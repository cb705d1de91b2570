//! Cache-line-oblivious table storage for secret-indexed lookups.
//!
//! [`scatter`] spreads N equal-length byte arrays over 64-byte cache lines:
//! each line holds one `64/N`-byte piece of every array, at a position
//! permuted by a per-line scramble word derived from a seed. A
//! [`gather`](ProtMemory::gather) walks every cache line exactly once, in
//! order, so the sequence of lines touched is the same for every index; only
//! the intra-line byte offset depends on the index, which is assumed safe
//! (no cache-sub-line side channel in the threat model).

use alloc::{boxed::Box, vec};
use core::hash::Hasher as _;

use siphasher::sip128::{Hasher128 as _, SipHasher24};
use zeroize::Zeroize;

use crate::error::{Error, Result};

/// Size in bytes of one cache line of the backing store.
pub const CACHE_LINE_SIZE: usize = 64;

/// One 64-byte-aligned cache line.
#[derive(Clone, Copy)]
#[repr(align(64))]
struct CacheLine([u8; CACHE_LINE_SIZE]);

/// Expand a 64-bit seed into a pseudo-random byte stream.
///
/// SipHash-2-4 keyed with the seed bytes doubled into a 16-byte key, over a
/// 32-bit little-endian counter, emitting 16 bytes per counter value and
/// truncating the final block.
pub fn expand_seed(seed: u64, out: &mut [u8]) {
    let mut key = [0u8; 16];
    for (i, &byte) in seed.to_le_bytes().iter().enumerate() {
        key[2 * i] = byte;
        key[2 * i + 1] = byte;
    }

    for (counter, chunk) in out.chunks_mut(16).enumerate() {
        let mut hasher = SipHasher24::new_with_key(&key);
        hasher.write(&(counter as u32).to_le_bytes());
        let hash = hasher.finish128();

        let mut block = [0u8; 16];
        block[..8].copy_from_slice(&hash.h1.to_le_bytes());
        block[8..].copy_from_slice(&hash.h2.to_le_bytes());
        chunk.copy_from_slice(&block[..chunk.len()]);
    }
}

/// Scattered table: N arrays interleaved across aligned cache lines.
pub struct ProtMemory {
    lines: Box<[CacheLine]>,
    scramble: Box<[u16]>,
    nr_arrays: usize,
    array_len: usize,
}

/// Position of array `j`'s piece within cache line `i`, as a piece index.
///
/// The multiplier is forced odd so the map is a permutation of the piece
/// slots for any scramble word.
fn slot(scramble: u16, j: usize, mask: usize) -> usize {
    (j * ((scramble as usize >> 8) | 1) + (scramble as usize & 0xFF)) & mask
}

/// Spread the given equally-sized arrays into a [`ProtMemory`].
///
/// The array count must be a power of two between 2 and 64; the arrays must
/// all have the same non-zero length. The seed determines the per-line
/// scramble; a fixed seed yields a reproducible layout.
pub fn scatter(arrays: &[&[u8]], seed: u64) -> Result<ProtMemory> {
    let nr_arrays = arrays.len();
    if nr_arrays > CACHE_LINE_SIZE || nr_arrays & 1 == 1 || !nr_arrays.is_power_of_two() {
        return Err(Error::InvalidParameter);
    }
    let array_len = arrays[0].len();
    if array_len == 0 || arrays.iter().any(|a| a.len() != array_len) {
        return Err(Error::InvalidParameter);
    }

    let piece_len = CACHE_LINE_SIZE / nr_arrays;
    let cache_lines = array_len.div_ceil(piece_len);
    let mask = nr_arrays - 1;

    let mut scramble = vec![0u16; cache_lines].into_boxed_slice();
    {
        let mut stream = vec![0u8; cache_lines * 2];
        expand_seed(seed, &mut stream);
        for (word, chunk) in scramble.iter_mut().zip(stream.chunks_exact(2)) {
            *word = u16::from_le_bytes([chunk[0], chunk[1]]);
        }
    }

    let mut lines = vec![CacheLine([0; CACHE_LINE_SIZE]); cache_lines].into_boxed_slice();
    let mut remaining = array_len;
    for (i, line) in lines.iter_mut().enumerate() {
        let offset = i * piece_len;
        let take = piece_len.min(remaining);

        for (j, array) in arrays.iter().enumerate() {
            let dst = slot(scramble[i], j, mask) * piece_len;
            line.0[dst..dst + take].copy_from_slice(&array[offset..offset + take]);
        }

        remaining -= take;
    }

    Ok(ProtMemory {
        lines,
        scramble,
        nr_arrays,
        array_len,
    })
}

impl ProtMemory {
    /// Number of arrays held.
    pub fn nr_arrays(&self) -> usize {
        self.nr_arrays
    }

    /// Length in bytes of each array.
    pub fn array_len(&self) -> usize {
        self.array_len
    }

    /// Reconstruct array `index` into `out`.
    ///
    /// Visits every cache line exactly once, in order, regardless of
    /// `index`; `out` must be [`array_len`](Self::array_len) bytes.
    pub fn gather(&self, out: &mut [u8], index: usize) {
        debug_assert!(index < self.nr_arrays);
        assert_eq!(out.len(), self.array_len);

        let piece_len = CACHE_LINE_SIZE / self.nr_arrays;
        let mask = self.nr_arrays - 1;
        let mut remaining = self.array_len;

        for (i, line) in self.lines.iter().enumerate() {
            let src = slot(self.scramble[i], index, mask) * piece_len;
            let take = piece_len.min(remaining);
            let offset = i * piece_len;
            out[offset..offset + take].copy_from_slice(&line.0[src..src + take]);
            remaining -= take;
        }
    }
}

impl Drop for ProtMemory {
    fn drop(&mut self) {
        for line in self.lines.iter_mut() {
            line.0.zeroize();
        }
        self.scramble.zeroize();
    }
}

#[cfg(test)]
mod tests {
    use super::*;
    use alloc::vec::Vec;

    #[test]
    fn expand_seed_is_deterministic_and_truncates() {
        let mut a = [0u8; 40];
        let mut b = [0u8; 40];
        expand_seed(7, &mut a);
        expand_seed(7, &mut b);
        assert_eq!(a, b);

        // a longer expansion shares its prefix
        let mut c = [0u8; 48];
        expand_seed(7, &mut c);
        assert_eq!(&c[..40], &a[..]);

        let mut d = [0u8; 40];
        expand_seed(8, &mut d);
        assert_ne!(a, d);
    }

    #[test]
    fn slot_is_a_permutation() {
        for nr in [2usize, 4, 8, 16, 32, 64] {
            let mask = nr - 1;
            for scramble in [0u16, 1, 0x00FF, 0xA5C3, 0xFFFF, 0x8001] {
                let mut seen = [false; 64];
                for j in 0..nr {
                    seen[slot(scramble, j, mask)] = true;
                }
                assert!(seen[..nr].iter().all(|&s| s), "nr={nr} scramble={scramble}");
            }
        }
    }

    #[test]
    fn round_trip_patterned_arrays() {
        let arrays: Vec<Vec<u8>> = (0u8..4).map(|p| vec![p; 100]).collect();
        let refs: Vec<&[u8]> = arrays.iter().map(|a| a.as_slice()).collect();
        let prot = scatter(&refs, 4).unwrap();

        let mut out = vec![0u8; 100];
        for i in 0..4 {
            prot.gather(&mut out, i);
            assert_eq!(out, arrays[i]);
        }
    }

    #[test]
    fn round_trip_all_shapes() {
        for nr in [2usize, 4, 8, 16, 32, 64] {
            for len in [1usize, 7, 64, 100, 257] {
                let arrays: Vec<Vec<u8>> = (0..nr)
                    .map(|j| (0..len).map(|i| (i * 31 + j * 7 + 1) as u8).collect())
                    .collect();
                let refs: Vec<&[u8]> = arrays.iter().map(|a| a.as_slice()).collect();
                let prot = scatter(&refs, 0xDEAD_BEEF).unwrap();
                assert_eq!(prot.nr_arrays(), nr);
                assert_eq!(prot.array_len(), len);

                let mut out = vec![0u8; len];
                for (j, array) in arrays.iter().enumerate() {
                    prot.gather(&mut out, j);
                    assert_eq!(&out, array, "nr={nr} len={len} index={j}");
                }
            }
        }
    }

    #[test]
    fn rejects_bad_parameters() {
        let a = [1u8; 8];
        let b = [2u8; 8];
        let short = [3u8; 7];

        // not a power of two / out of range counts
        assert!(scatter(&[&a], 0).is_err());
        assert!(scatter(&[&a, &b, &a], 0).is_err());
        assert!(scatter(&(0..65).map(|_| &a[..]).collect::<Vec<_>>(), 0).is_err());

        // zero or mismatched lengths
        let empty: &[u8] = &[];
        assert!(scatter(&[empty, empty], 0).is_err());
        assert!(scatter(&[&a, &short], 0).is_err());

        assert!(scatter(&[&a, &b], 0).is_ok());
    }

    #[test]
    fn layout_depends_on_seed() {
        let arrays: Vec<Vec<u8>> = (0u8..2).map(|p| vec![p; 512]).collect();
        let refs: Vec<&[u8]> = arrays.iter().map(|a| a.as_slice()).collect();

        let p1 = scatter(&refs, 1).unwrap();
        let p2 = scatter(&refs, 2).unwrap();

        let flat = |p: &ProtMemory| -> Vec<u8> {
            p.lines.iter().flat_map(|l| l.0.iter().copied()).collect()
        };
        assert_ne!(flat(&p1), flat(&p2));

        // both still gather correctly
        let mut out = vec![0u8; 512];
        p2.gather(&mut out, 1);
        assert_eq!(out, arrays[1]);
    }
}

########################################

**Brief**
From the beginning of the listing above down to the line with "of the piece", every line should be restated exactly.

**Result for this exercise**
repository cb705d1de91b2570
//! Cache-line-oblivious table storage for secret-indexed lookups.
//!
//! [`scatter`] spreads N equal-length byte arrays over 64-byte cache lines:
//! each line holds one `64/N`-byte piece of every array, at a position
//! permuted by a per-line scramble word derived from a seed. A
//! [`gather`](ProtMemory::gather) walks every cache line exactly once, in
//! order, so the sequence of lines touched is the same for every index; only
//! the intra-line byte offset depends on the index, which is assumed safe
//! (no cache-sub-line side channel in the threat model).

use alloc::{boxed::Box, vec};
use core::hash::Hasher as _;

use siphasher::sip128::{Hasher128 as _, SipHasher24};
use zeroize::Zeroize;

use crate::error::{Error, Result};

/// Size in bytes of one cache line of the backing store.
pub const CACHE_LINE_SIZE: usize = 64;

/// One 64-byte-aligned cache line.
#[derive(Clone, Copy)]
#[repr(align(64))]
struct CacheLine([u8; CACHE_LINE_SIZE]);

/// Expand a 64-bit seed into a pseudo-random byte stream.
///
/// SipHash-2-4 keyed with the seed bytes doubled into a 16-byte key, over a
/// 32-bit little-endian counter, emitting 16 bytes per counter value and
/// truncating the final block.
pub fn expand_seed(seed: u64, out: &mut [u8]) {
    let mut key = [0u8; 16];
    for (i, &byte) in seed.to_le_bytes().iter().enumerate() {
        key[2 * i] = byte;
        key[2 * i + 1] = byte;
    }

    for (counter, chunk) in out.chunks_mut(16).enumerate() {
        let mut hasher = SipHasher24::new_with_key(&key);
        hasher.write(&(counter as u32).to_le_bytes());
        let hash = hasher.finish128();

        let mut block = [0u8; 16];
        block[..8].copy_from_slice(&hash.h1.to_le_bytes());
        block[8..].copy_from_slice(&hash.h2.to_le_bytes());
        chunk.copy_from_slice(&block[..chunk.len()]);
    }
}

/// Scattered table: N arrays interleaved across aligned cache lines.
pub struct ProtMemory {
    lines: Box<[CacheLine]>,
    scramble: Box<[u16]>,
    nr_arrays: usize,
    array_len: usize,
}

/// Position of array `j`'s piece within cache line `i`, as a piece index.
///
/// The multiplier is forced odd so the map is a permutation of the piece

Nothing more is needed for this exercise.